Joachim Werner (* 23. Dezember 1909 in Berlin; † 9. Januar 1994 in München) war ein deutscher Archäologe, der insbesondere die deutsche Frühmittelalterarchäologie prägte. Die meisten Professuren mit Schwerpunkt im Bereich des frühen Mittelalters waren in der zweiten Hälfte des 20. Jahrhunderts mit seinen akademischen Schülern (teilweise auch in der Enkelgeneration) besetzt.

Leben

Joachim Werner machte am Französischen Gymnasium in Berlin Abitur und begann 1928 das Studium der Vor- und Frühgeschichte, der Klassischen Archäologie und alten sowie mittleren Geschichte. Zu seinen Lehrern gehörten unter anderen Max Ebert und Wilhelm Unverzagt in Berlin, Oswald Menghin in Wien und Gero von Merhart in Marburg. In Marburg wurde er am 7. Dezember 1932 mit einer Arbeit über „Münzdatierte austrasische Grabfunde“ promoviert, die von Hans Zeiss angeregt den Versuch unternahm, anhand münzführender Gräber eine absolute Chronologie der Merowingerzeit zu erarbeiten. Wenn auch manches inzwischen revidiert werden musste, so stellt die Arbeit doch einen Meilenstein in der Kenntnis des frühen Mittelalters dar.

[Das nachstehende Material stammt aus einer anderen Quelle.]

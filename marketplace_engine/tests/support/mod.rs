#![allow(dead_code)]
pub mod marketplace;
pub mod stub_processor;
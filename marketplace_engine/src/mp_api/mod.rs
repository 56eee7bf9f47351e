//! # Marketplace engine public API
//!
//! The `mp_api` module exposes the programmatic API of the marketplace engine. The API is modular, so that clients
//! can pick the parts they need.
//!
//! * [`order_flow_api`] moves orders through their lifecycle: cart, bagging, payment, pickup code and handoff.
//! * [`checkout_api`] selects payment methods and creates payment intents with the payment processor.
//! * [`refund_api`] handles refund requests, automatic processor refunds and the manual transfer flow.
//! * [`withdrawal_api`] lets sellers withdraw from their wallet.
//! * [`store_api`] registers sellers and manages store fee settings.
//! * [`messaging_api`] posts and reads conversation messages.
//!
//! # API usage
//!
//! Every API is created by supplying a backend that implements the traits it needs, plus the external services and
//! event producers where relevant.
//!
//! ```rust,ignore
//! use marketplace_engine::{events::EventProducers, OrderFlowApi, SqliteDatabase};
//! let db = SqliteDatabase::new_with_url(...).await?;
//! let api = OrderFlowApi::new(db, EventProducers::default());
//! let session = api.session(&order_id).await?;
//! ```
pub mod checkout_api;
pub mod errors;
pub mod messaging_api;
pub mod order_flow_api;
pub mod order_objects;
pub mod refund_api;
pub mod store_api;
pub mod withdrawal_api;
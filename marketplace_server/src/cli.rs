use std::{env, env::VarError};

/// The server is configured entirely from the environment. Any argument at all (`--help`, `-h`, ...) prints the
/// help text and the current configuration, and returns true so that the caller can exit.
pub fn handle_command_line_args() -> bool {
    let wants_help = env::args().len() > 1;
    if wants_help {
        display_readme();
        display_envs();
    }
    wants_help
}

fn display_readme() {
    const README: &str = include_str!("./cli-help.txt");
    println!("\n{README}\n");
}

fn display_envs() {
    // API keys and signing secrets are deliberately absent from this list
    const DISPLAY_ENVS: [&str; 12] = [
        "RUST_LOG",
        "MKT_HOST",
        "MKT_PORT",
        "MKT_DATABASE_URL",
        "MKT_DEFAULT_COUNTRY",
        "MKT_USE_X_FORWARDED_FOR",
        "MKT_USE_FORWARDED",
        "MKT_GEOIP_URL",
        "MKT_EVENT_BUFFER_SIZE",
        "MKT_STRIPE_API_URL",
        "MKT_STRIPE_WEBHOOK_CHECKS",
        "MKT_STRIPE_WEBHOOK_TOLERANCE",
    ];

    println!("Marketplace configuration (secrets are not shown):");
    DISPLAY_ENVS.iter().for_each(|&name| {
        let val = match env::var(name) {
            Ok(s) => s,
            Err(VarError::NotPresent) => "Not set".into(),
            Err(VarError::NotUnicode(s)) => format!("Invalid value: {}", s.to_string_lossy()),
        };
        println!("  {name:<35} {val:<15}");
    })
}
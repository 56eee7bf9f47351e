use thiserror::Error;

use crate::{
    db_types::{Order, OrderId, Refund, Wallet},
    traits::{
        MessageRepository,
        OrderRepository,
        OrderStatusChange,
        RefundRepository,
        SellerRepository,
        StoreRepository,
        WalletRepository,
        WithdrawalRepository,
    },
};

/// This trait defines the highest level of behaviour for backends supporting the marketplace engine.
///
/// Besides the individual repositories, a backend provides the operations that span several records and must succeed
/// or fail as a unit.
#[allow(async_fn_in_trait)]
pub trait MarketplaceDatabase:
    Clone
    + OrderRepository
    + StoreRepository
    + SellerRepository
    + WalletRepository
    + RefundRepository
    + WithdrawalRepository
    + MessageRepository
{
    /// The URL of the database
    fn url(&self) -> &str;

    /// In a single atomic transaction,
    /// * applies the `change` to the order (which must move it to `Paid`),
    /// * if the payment was settled through the payment processor, credits the seller's share of the frozen fees
    ///   (subtotal plus delivery fee) to `seller_id`'s wallet. The service fee is kept by the platform.
    ///
    /// Returns the paid order and the seller's wallet after the credit.
    async fn mark_order_paid(
        &self,
        order_id: &OrderId,
        seller_id: &str,
        change: OrderStatusChange,
    ) -> Result<(Order, Wallet), RepositoryError>;

    /// In a single atomic transaction,
    /// * moves the refund from `Processing` to `Completed` and stores the processor's refund id,
    /// * deducts the refund amount from `seller_id`'s wallet, flooring balance and earnings at zero,
    /// * marks the order's refund status as completed.
    ///
    /// Fails with [`RepositoryError::Conflict`] if the refund is not `Processing`.
    async fn complete_refund(
        &self,
        refund_id: i64,
        seller_id: &str,
        processor_refund_id: &str,
    ) -> Result<(Refund, Wallet), RepositoryError>;

    /// Closes the database connection.
    async fn close(&mut self) -> Result<(), RepositoryError> {
        Ok(())
    }
}

#[derive(Debug, Clone, Error)]
pub enum RepositoryError {
    #[error("We have an internal database engine (configuration/uptime etc.) error: {0}")]
    DatabaseError(String),
    #[error("Cannot insert {0}, since it already exists")]
    AlreadyExists(String),
    #[error("The requested {0} does not exist")]
    NotFound(String),
    /// A conditional update found the record in a different state than expected.
    #[error("The record was changed by someone else: {0}")]
    Conflict(String),
    #[error("Stored data could not be decoded. {0}")]
    CorruptData(String),
}

impl From<sqlx::Error> for RepositoryError {
    fn from(e: sqlx::Error) -> Self {
        match e {
            sqlx::Error::Database(ref de) if de.is_unique_violation() => {
                RepositoryError::AlreadyExists(de.message().to_string())
            },
            sqlx::Error::RowNotFound => RepositoryError::NotFound("row".to_string()),
            sqlx::Error::ColumnDecode { index, source } => {
                RepositoryError::CorruptData(format!("column {index}: {source}"))
            },
            e => RepositoryError::DatabaseError(e.to_string()),
        }
    }
}
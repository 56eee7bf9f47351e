use std::{collections::HashMap, fmt::Display};

use marketplace_engine::db_types::{MessageKind, PaymentMethod};
use mkt_common::Money;
use serde::{Deserialize, Serialize};

#[derive(Debug, Clone, Serialize, Deserialize)]
pub struct JsonResponse {
    pub success: bool,
    pub message: String,
}

impl JsonResponse {
    pub fn success<S: Display>(message: S) -> Self {
        Self { success: true, message: message.to_string() }
    }

    pub fn failure<S: Display>(message: S) -> Self {
        Self { success: false, message: message.to_string() }
    }
}

#[derive(Debug, Clone, Serialize, Deserialize)]
pub struct QuantityUpdate {
    pub quantity: u32,
}

#[derive(Debug, Clone, Serialize, Deserialize)]
pub struct CancelParams {
    pub reason: String,
}

#[derive(Debug, Clone, Serialize, Deserialize)]
pub struct PickupCodeParams {
    pub code: String,
}

/// An explicit `country` overrides the IP lookup.
#[derive(Debug, Clone, Default, Serialize, Deserialize)]
pub struct PaymentOptionsQuery {
    pub country: Option<String>,
}

#[derive(Debug, Clone, Serialize, Deserialize)]
pub struct PaymentIntentParams {
    pub method: PaymentMethod,
    pub country: Option<String>,
}

#[derive(Debug, Clone, Serialize, Deserialize)]
pub struct CardCheckParams {
    pub number: String,
}

#[derive(Debug, Clone, Serialize, Deserialize)]
pub struct TransferProofParams {
    pub url: String,
}

#[derive(Debug, Clone, Serialize, Deserialize)]
pub struct DisputeParams {
    pub reason: String,
}

#[derive(Debug, Clone, Serialize, Deserialize)]
pub struct SellerRegistration {
    pub seller_id: String,
    pub country: String,
}

#[derive(Debug, Clone, Serialize, Deserialize)]
pub struct ProcessorAccountParams {
    pub account: String,
}

#[derive(Debug, Clone, Serialize, Deserialize)]
pub struct WithdrawalParams {
    pub amount: Money,
}

#[derive(Debug, Clone, Serialize, Deserialize)]
pub struct MessageParams {
    pub sender: String,
    pub kind: MessageKind,
}

//----------------------------------------------   Stripe webhooks  ----------------------------------------------------
/// The envelope of every Stripe webhook delivery. Only the fields we act on are decoded.
#[derive(Debug, Clone, Serialize, Deserialize)]
pub struct StripeEvent {
    pub id: String,
    #[serde(rename = "type")]
    pub event_type: String,
    pub data: StripeEventData,
}

#[derive(Debug, Clone, Serialize, Deserialize)]
pub struct StripeEventData {
    pub object: serde_json::Value,
}

#[derive(Debug, Clone, Serialize, Deserialize)]
pub struct StripePaymentIntentObject {
    pub id: String,
    pub amount_received: i64,
    pub currency: String,
    #[serde(default)]
    pub metadata: HashMap<String, String>,
}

Nach der „Machtergreifung“ der Nationalsozialisten trat er 1933 der SA, nach der Beendigung des Aufnahmestops 1937 auch der NSDAP bei.[1] 1933/1934 hatte er das Reisestipendium des Deutschen Archäologischen Instituts. 1938 habilitierte er sich bei Hans Zeiss an der Universität Frankfurt mit einer Arbeit über „Die Zierscheiben des Thorsberger Moorfundes. Ein Beitrag zur frühgermanischen Kunst- und Religionsgeschichte“. Er wurde von 1939 bis 1945 mehrfach zur Wehrmacht einberufen. Er lehrte von 1942 an als Professor für Vor- und Frühgeschichte an der Reichsuniversität Straßburg. Im Jahr 1945 erfolgte die Militärinternierung in der Schweiz. Er bearbeitete das Gräberfeld von Bülach. Von 1946 bis 1947 übernahm er eine Vertretung des Lehrstuhles des vermissten Hans Zeiss in München. Von 1948 bis zu seiner Emeritierung 1974 war er Professor an der Universität München.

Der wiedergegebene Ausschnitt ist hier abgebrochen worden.